Twice Colonized, Love to Love You, Donna Summer, The Disappearance of Shere Hite, Milisuthando, I Lost My Mom, and The Castle | All photos courtesy of Hot Docs

Toronto’s Heating Up: 23 Films We’ve Seen at Hot Docs 2023

A look at festival circuit hits coming to Toronto

34 mins read

Toronto is heating up! It might be an unseasonably warm 25 degrees in the city right now, but we’re not talking about the weather: Hot Docs is only two weeks away. It’s still too early for our writers to weigh in on all the new documentaries that are premiering at the festival—you’ll have to grab a copy of our Hot Docs issue for those tips. However, the POV team has seen a sizable chunk of the Hot Docs line-up so far thanks to coverage at festivals like Sundance, RIDM, and Berlin. Many of the “best of the fest” picks from other events are hitting Toronto this month.

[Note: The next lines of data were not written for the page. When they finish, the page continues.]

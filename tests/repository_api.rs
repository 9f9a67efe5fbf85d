use assert_fs::TempDir;
use assert_fs::prelude::*;
use gitlet::artifacts::objects::object_id::ObjectId;
use gitlet::{Repository, RepositoryError};
use pretty_assertions::assert_eq;
use rstest::{fixture, rstest};
use std::path::Path;

#[fixture]
fn repository_dir() -> TempDir {
    TempDir::new().expect("Failed to create temp dir")
}

fn init(dir: &TempDir) -> gitlet::Result<Repository> {
    let mut repository = Repository::open(dir.path())?;
    repository.init()?;

    Ok(repository)
}

fn commit_file(
    repository: &mut Repository,
    dir: &TempDir,
    name: &str,
    content: &str,
    message: &str,
) -> gitlet::Result<ObjectId> {
    std::fs::write(dir.path().join(name), content)?;
    repository.add(&[name])?;

    repository.commit(message)
}

#[rstest]
fn first_commit_tracks_the_added_file(repository_dir: TempDir) -> gitlet::Result<()> {
    let mut repository = init(&repository_dir)?;
    commit_file(&mut repository, &repository_dir, "f", "hello", "c1")?;

    let head = repository.head_commit()?;
    assert_eq!(head.snapshot().len(), 1);
    assert_eq!(
        head.snapshot().get(Path::new("f")),
        Some(&ObjectId::digest(b"hello"))
    );
    assert_eq!(repository.log()?.len(), 2);

    Ok(())
}

#[rstest]
fn state_survives_reopening(repository_dir: TempDir) -> gitlet::Result<()> {
    let mut repository = init(&repository_dir)?;
    let c1 = commit_file(&mut repository, &repository_dir, "f", "hello", "c1")?;
    repository.new_branch("dev")?;
    drop(repository);

    let reopened = Repository::open(repository_dir.path())?;
    let branches = reopened.branches()?;

    assert_eq!(branches.active().to_string(), "master");
    assert_eq!(branches.head(), &c1);
    assert_eq!(reopened.index().tree(), reopened.head_commit()?.snapshot());
    assert_eq!(reopened.find("c1")?, vec![&c1]);

    Ok(())
}

#[rstest]
#[case("ends with a newline\n")]
#[case("ends with crlf\r\n")]
fn messages_survive_reopening_verbatim(
    repository_dir: TempDir,
    #[case] message: &str,
) -> gitlet::Result<()> {
    let mut repository = init(&repository_dir)?;
    let oid = commit_file(&mut repository, &repository_dir, "f", "hello", message)?;
    drop(repository);

    let reopened = Repository::open(repository_dir.path())?;

    assert_eq!(reopened.head_commit()?.message(), message);
    assert_eq!(reopened.find(message)?, vec![&oid]);
    Ok(())
}

#[rstest]
fn remote_names_cannot_leave_the_remote_directory(repository_dir: TempDir) -> gitlet::Result<()> {
    let mut repository = init(&repository_dir)?;

    assert!(matches!(
        repository.add_remote("../branch", "elsewhere"),
        Err(RepositoryError::InvalidRemoteName(_))
    ));
    assert_eq!(repository.branches()?.active().to_string(), "master");
    Ok(())
}

#[rstest]
fn initial_commit_is_shared_by_every_repository(
    repository_dir: TempDir,
    #[from(repository_dir)] other_dir: TempDir,
) -> gitlet::Result<()> {
    let first = init(&repository_dir)?;
    let second = init(&other_dir)?;

    assert_eq!(first.head_commit()?.oid(), second.head_commit()?.oid());
    Ok(())
}

#[rstest]
fn merge_keeps_the_only_changed_side(repository_dir: TempDir) -> gitlet::Result<()> {
    let mut repository = init(&repository_dir)?;
    commit_file(&mut repository, &repository_dir, "f", "hello", "c1")?;
    repository.new_branch("b")?;
    commit_file(&mut repository, &repository_dir, "f", "world", "c2")?;
    repository.checkout_branch("b")?;
    commit_file(&mut repository, &repository_dir, "g", "other", "c3")?;
    repository.checkout_branch("master")?;

    let conflicted = repository.merge("b")?;

    assert!(!conflicted);
    let head = repository.head_commit()?;
    assert!(head.is_merge());
    assert_eq!(head.message(), "Merged b into master.");
    assert_eq!(
        head.snapshot().get(Path::new("f")),
        Some(&ObjectId::digest(b"world"))
    );
    assert_eq!(
        std::fs::read_to_string(repository_dir.path().join("g"))?,
        "other"
    );

    Ok(())
}

#[rstest]
fn fast_forward_is_reported_after_saving(repository_dir: TempDir) -> gitlet::Result<()> {
    let mut repository = init(&repository_dir)?;
    commit_file(&mut repository, &repository_dir, "f", "hello", "c1")?;
    repository.new_branch("b")?;
    repository.checkout_branch("b")?;
    let tip = commit_file(&mut repository, &repository_dir, "f", "world", "c2")?;
    repository.checkout_branch("master")?;

    assert!(matches!(
        repository.merge("b"),
        Err(RepositoryError::FastForwarded)
    ));

    let reopened = Repository::open(repository_dir.path())?;
    assert_eq!(reopened.branches()?.head(), &tip);
    assert!(!reopened.head_commit()?.is_merge());

    Ok(())
}

#[rstest]
fn failed_checkout_changes_nothing(repository_dir: TempDir) -> gitlet::Result<()> {
    let mut repository = init(&repository_dir)?;
    commit_file(&mut repository, &repository_dir, "f", "hello", "c1")?;
    repository.new_branch("b")?;
    repository.checkout_branch("b")?;
    commit_file(&mut repository, &repository_dir, "g", "tracked on b", "c2")?;
    repository.checkout_branch("master")?;
    std::fs::write(repository_dir.path().join("g"), "untracked")?;

    assert!(matches!(
        repository.checkout_branch("b"),
        Err(RepositoryError::UntrackedFileConflict)
    ));

    assert_eq!(repository.branches()?.active().to_string(), "master");
    assert!(!repository.index().tree().contains(Path::new("g")));
    repository_dir.child("g").assert("untracked");

    Ok(())
}

#[rstest]
fn operations_need_an_initialized_repository(repository_dir: TempDir) -> gitlet::Result<()> {
    let mut repository = Repository::open(repository_dir.path())?;

    assert!(!repository.is_initialized());
    assert!(matches!(
        repository.commit("nothing"),
        Err(RepositoryError::NotInitialized)
    ));
    assert!(matches!(
        repository.status(),
        Err(RepositoryError::NotInitialized)
    ));

    Ok(())
}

To help guide POV readers, here are 23 films at Hot Docs ’23 we caught on the circuit. Many of the must-see international docs at the fest are on this list.


5 Seasons of Revolution

Screens in: Persister

Deep fake and AI are the hot topic right now, but 5 Seasons of Revolution isn’t exactly Welcome to Chechnya. Directed by a filmmaker simply credited as “Lina” and executive produced by Laura Poitras, this study of the war in Syria has the best of intentions. However, with several participants obscured by unconvincing AI or masking, which varies depending upon the angle or circumstances of a scene, the film loses coherence due to the technical conceit. While the technical work distracts, it also prevents one from building any real connection to the characters. “It’s clear that Lina’s courage is to tell the story despite all obstacles, a story of friendship and protest and sacrifice,” wrote Jason Gorber at Sundance, “but it’s a tale not yet written as to whether the actions of these few over the last decade were of consequence or merely a sideshow of a sideshow for the larger context of the nation’s upheaval.”


20 Days in Mariupol

Screens in: Made in Ukraine

Don’t make plans to go to a Hot Docs party after seeing 20 Days in Mariupol. This Sundance Audience Award winner is absolutely devastating. Director Mstyslav Chernov gives the best portrait of the war in Ukraine so far with this feat of reportage that expands upon his coverage as an Associated Press videographer. The film delivers gripping footage from the front lines of a war zone, but also explores the sheer difficulty—both practical and moral—entailed in telling the story. The most suspenseful moments, for example, see Chernov trying to find a stable WiFi signal to upload his footage. Meanwhile, the film as a whole offers expanded context to situate news footage within a larger war between truth and misinformation.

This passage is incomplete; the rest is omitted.